Figure 7. The EF-hands of Miro Mediate Responses of Dendritic Mitochondria to Glutamate and Protect against Excitotoxicity.

(A) Mitochondrial motility in dendrites of neurons transfected with Miro-Myc (left panels), or Miro^KK-Myc (right panels), together with PSD95-YFP (to mark dendrites), and RFP-mito. Kymographs of RFP-mito were made before (upper) and after (lower) a 1 min exposure to glutamate. (B) From kymographs as in A, the percent of time mitochondria were in motion was determined and averaged (n=53-61 mitochondria from 6 axons and 3 separate transfections).
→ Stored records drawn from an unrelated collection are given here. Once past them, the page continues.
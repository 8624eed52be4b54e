mod assignments;
pub use assignments::{Assignment, Assignments};

mod callbacks;
pub use callbacks::{Callbacks, Processor};

mod clause;
pub use clause::{Clause, ClauseName, Clauses};

mod context;
pub use context::{BuildContext, Dialect};

mod dest;
pub use dest::Dest;

mod expr;
pub use expr::Expr;

mod expr_and;
pub use expr_and::ExprAnd;

mod expr_binary_op;
pub use expr_binary_op::ExprBinaryOp;

mod expr_column;
pub use expr_column::{ExprColumn, TableRef};

mod expr_in_list;
pub use expr_in_list::ExprInList;

mod expr_is_null;
pub use expr_is_null::ExprIsNull;

mod expr_not;
pub use expr_not::ExprNot;

mod expr_or;
pub use expr_or::ExprOr;

mod expr_record;
pub use expr_record::ExprRecord;

mod filter;
pub use filter::Filter;

mod insert;
pub use insert::Values;

mod limit;
pub use limit::Limit;

mod modifier;
pub use modifier::StatementModifier;

mod op_binary;
pub use op_binary::BinaryOp;

mod order_by;
pub use order_by::{Direction, OrderBy, OrderByExpr};

mod record;
pub use record::Record;

mod select;
pub use select::{Returning, Select};

mod statement;
pub use statement::{Op, Statement};

mod ty;
pub use ty::Type;

mod value;
pub use value::Value;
Glutamate (Glu) arrested bidirectional mitochondrial movement in Miro-transfected, but not Miro^KK-transfected dendrites. (C) Representative 25× magnification views of neurons transfected with GFP and Miro (left two panels), or GFP and Miro^KK (right two panels). After incubation with 10μM NMDA for 5 min, the neurons were either imaged directly (acute) or cultured for 24 h and then imaged. Scale bars, 100 μm. (D) Quantification of surviving neurons. NMDA (0 to 30 μM) was incubated with the transfected neurons for 5 min, and GFP positive neurons were counted 24 h later under 25× along one diameter of the coverslip. Each data point was from 10 coverslips from 3 separate transfections. Significantly different pairs are marked. (E) Schematic model of the means by which Ca⁺⁺ interacts with Miro to regulate the anterograde motility of mitochondria.